▶ [Your objective]: Your response should reproduce every line of the entries that contains the word "Normalizer".

Records shown START

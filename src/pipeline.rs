//! Request orchestration: prompt preparation, the generator call, recovery,
//! and normalization.
//!
//! [`BondParser`] is the only place that talks to a generator. Everything it
//! calls into is synchronous and stateless; the registry is shared behind a
//! lock so it can be edited while requests run, and each request renders
//! from its own snapshot.

use std::sync::Arc;

use chrono::{DateTime, Utc};
use serde::Serialize;
use thiserror::Error;
use tokio::sync::{mpsc, RwLock};
use tracing::{debug, info, info_span, warn, Instrument};

use crate::normalize::{normalize_with_diagnostics, Diagnostic, NormalizedRecord};
use crate::prompts::catalog::Category;
use crate::prompts::plan::{prepare_prompt, prepare_prompt_as, render_for, PromptPlan};
use crate::prompts::{TemplateError, TemplateRegistry};
use crate::providers::{CompletionRequest, LlmProvider, ProviderError, StreamChunk};
use crate::recovery::{recover, recover_records, RawFieldMap, RecoveryError, Strategy};

/// Errors surfaced by the orchestrator.
#[derive(Debug, Error)]
pub enum ParseError {
    /// The prompt could not be rendered.
    #[error(transparent)]
    Template(#[from] TemplateError),
    /// The generator call failed.
    #[error(transparent)]
    Provider(#[from] ProviderError),
    /// No attempt produced recoverable output.
    #[error(transparent)]
    Recovery(#[from] RecoveryError),
}

/// Result of parsing one instruction.
#[derive(Debug, Clone, Serialize)]
pub struct ParseOutcome {
    /// Typed record (the first product when several were described).
    pub record: NormalizedRecord,
    /// Every product the response described. A multi-product plan can yield
    /// several; otherwise this holds just `record`.
    pub records: Vec<NormalizedRecord>,
    /// Prompt that was sent and why.
    pub plan: PromptPlan,
    /// Recovery strategy that succeeded.
    pub strategy: Strategy,
    /// Generator calls made.
    pub attempts: u32,
    /// Normalizer fallbacks.
    pub diagnostics: Vec<Diagnostic>,
    /// When the outcome was produced.
    pub completed_at: DateTime<Utc>,
}

/// Result of parsing a multi-product instruction.
#[derive(Debug, Clone, Serialize)]
pub struct BatchOutcome {
    /// One typed record per product.
    pub records: Vec<NormalizedRecord>,
    /// Prompt that was sent and why.
    pub plan: PromptPlan,
    /// Recovery strategy that succeeded.
    pub strategy: Strategy,
    /// Generator calls made.
    pub attempts: u32,
    /// Normalizer fallbacks across all records.
    pub diagnostics: Vec<Diagnostic>,
    /// When the outcome was produced.
    pub completed_at: DateTime<Utc>,
}

/// Orchestrates prompt → generator → recovery → normalization.
#[derive(Clone)]
pub struct BondParser {
    registry: Arc<RwLock<TemplateRegistry>>,
    provider: Arc<dyn LlmProvider>,
    max_attempts: u32,
}

impl BondParser {
    /// Parser owning `registry`, calling the generator once per request.
    pub fn new(registry: TemplateRegistry, provider: Arc<dyn LlmProvider>) -> Self {
        Self::with_shared_registry(Arc::new(RwLock::new(registry)), provider)
    }

    /// Parser over a registry shared with other owners.
    pub fn with_shared_registry(
        registry: Arc<RwLock<TemplateRegistry>>,
        provider: Arc<dyn LlmProvider>,
    ) -> Self {
        Self {
            registry,
            provider,
            max_attempts: 1,
        }
    }

    /// Total generator calls per request when recovery fails (at least 1).
    #[must_use]
    pub fn with_max_attempts(mut self, max_attempts: u32) -> Self {
        self.max_attempts = max_attempts.max(1);
        self
    }

    /// Shared handle to the template registry.
    pub fn registry(&self) -> Arc<RwLock<TemplateRegistry>> {
        Arc::clone(&self.registry)
    }

    async fn snapshot(&self) -> TemplateRegistry {
        self.registry.read().await.clone()
    }

    /// Analyse `text` and render the selected template. No generator call.
    ///
    /// # Errors
    ///
    /// Returns [`TemplateError`] if rendering fails.
    pub async fn plan(&self, text: &str, context: &str) -> Result<PromptPlan, TemplateError> {
        prepare_prompt(&self.snapshot().await, text, context)
    }

    /// Parse an instruction using the automatically selected template.
    ///
    /// When the multi-product template is selected the response is read as
    /// an array and every product lands in [`ParseOutcome::records`].
    ///
    /// # Errors
    ///
    /// Returns [`ParseError`] if rendering, the generator call, or every
    /// recovery attempt fails.
    pub async fn parse(&self, text: &str, context: &str) -> Result<ParseOutcome, ParseError> {
        let span = info_span!("parse", request_id = %uuid::Uuid::new_v4());
        async {
            let plan = self.plan(text, context).await?;
            info!(category = %plan.category, "template selected");
            self.run(plan).await
        }
        .instrument(span)
        .await
    }

    /// Parse an instruction with an explicitly chosen template.
    ///
    /// # Errors
    ///
    /// Returns [`ParseError`] if rendering, the generator call, or every
    /// recovery attempt fails.
    pub async fn parse_as(
        &self,
        category: Category,
        text: &str,
        context: &str,
    ) -> Result<ParseOutcome, ParseError> {
        let span = info_span!("parse", request_id = %uuid::Uuid::new_v4(), %category);
        async {
            let plan = prepare_prompt_as(&self.snapshot().await, category, text, context)?;
            self.run(plan).await
        }
        .instrument(span)
        .await
    }

    /// Parse an instruction that may describe several products.
    ///
    /// # Errors
    ///
    /// Returns [`ParseError`] if rendering, the generator call, or every
    /// recovery attempt fails.
    pub async fn parse_records(
        &self,
        text: &str,
        context: &str,
    ) -> Result<BatchOutcome, ParseError> {
        let span = info_span!("parse_records", request_id = %uuid::Uuid::new_v4());
        async {
            let plan = self.plan(text, context).await?;
            let (recovered, attempts) = self.generate(&plan.prompt, recover_records).await?;
            let (records, diagnostics) = normalize_all(&recovered.records);
            info!(count = records.len(), "records parsed");

            Ok(BatchOutcome {
                records,
                plan,
                strategy: recovered.strategy,
                attempts,
                diagnostics,
                completed_at: Utc::now(),
            })
        }
        .instrument(span)
        .await
    }

    /// Ask the trading assistant a question, streaming the answer into `tx`.
    ///
    /// Returns the number of chunks sent.
    ///
    /// # Errors
    ///
    /// Returns [`ParseError`] if rendering or the generator call fails.
    pub async fn chat(
        &self,
        question: &str,
        context: &str,
        tx: mpsc::Sender<StreamChunk>,
    ) -> Result<usize, ParseError> {
        let prompt = render_for(
            &self.snapshot().await,
            Category::Conversational,
            question,
            context,
        )?;
        debug!(prompt_chars = prompt.chars().count(), "chat prompt rendered");
        Ok(self
            .provider
            .stream(CompletionRequest::new(prompt), tx)
            .await?)
    }

    async fn run(&self, plan: PromptPlan) -> Result<ParseOutcome, ParseError> {
        let (fields, strategy, attempts) = if plan.category == Category::MultiProduct {
            let (recovered, attempts) = self.generate(&plan.prompt, recover_records).await?;
            (recovered.records, recovered.strategy, attempts)
        } else {
            let (recovered, attempts) = self.generate(&plan.prompt, recover).await?;
            (vec![recovered.fields], recovered.strategy, attempts)
        };

        let (records, diagnostics) = normalize_all(&fields);
        let record = records.first().cloned().unwrap_or_default();
        info!(
            ?strategy,
            attempts,
            asset_code = %record.asset_code,
            products = records.len(),
            "instruction parsed"
        );
        Ok(ParseOutcome {
            record,
            records,
            plan,
            strategy,
            attempts,
            diagnostics,
            completed_at: Utc::now(),
        })
    }

    /// Call the generator until its output is recoverable or attempts run out.
    /// Generator errors are returned immediately.
    async fn generate<T>(
        &self,
        prompt: &str,
        recover_fn: fn(&str) -> Result<T, RecoveryError>,
    ) -> Result<(T, u32), ParseError> {
        let mut attempt: u32 = 0;
        loop {
            attempt = attempt.saturating_add(1);
            let response = self
                .provider
                .complete(CompletionRequest::new(prompt))
                .await?;
            debug!(
                attempt,
                model = %response.model,
                output_tokens = response.usage.output_tokens,
                "generator responded"
            );

            match recover_fn(&response.text) {
                Ok(value) => return Ok((value, attempt)),
                Err(e) if attempt < self.max_attempts => {
                    warn!(error = %e, attempt, "recovery failed, asking generator again");
                }
                Err(e) => return Err(e.into()),
            }
        }
    }
}

fn normalize_all(maps: &[RawFieldMap]) -> (Vec<NormalizedRecord>, Vec<Diagnostic>) {
    let mut records = Vec::with_capacity(maps.len());
    let mut diagnostics = Vec::new();
    for fields in maps {
        let (record, found) = normalize_with_diagnostics(fields);
        records.push(record);
        diagnostics.extend(found);
    }
    (records, diagnostics)
}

Records shown END

▶ [Solution]:
    /// Normalizer fallbacks.
    /// Normalizer fallbacks across all records.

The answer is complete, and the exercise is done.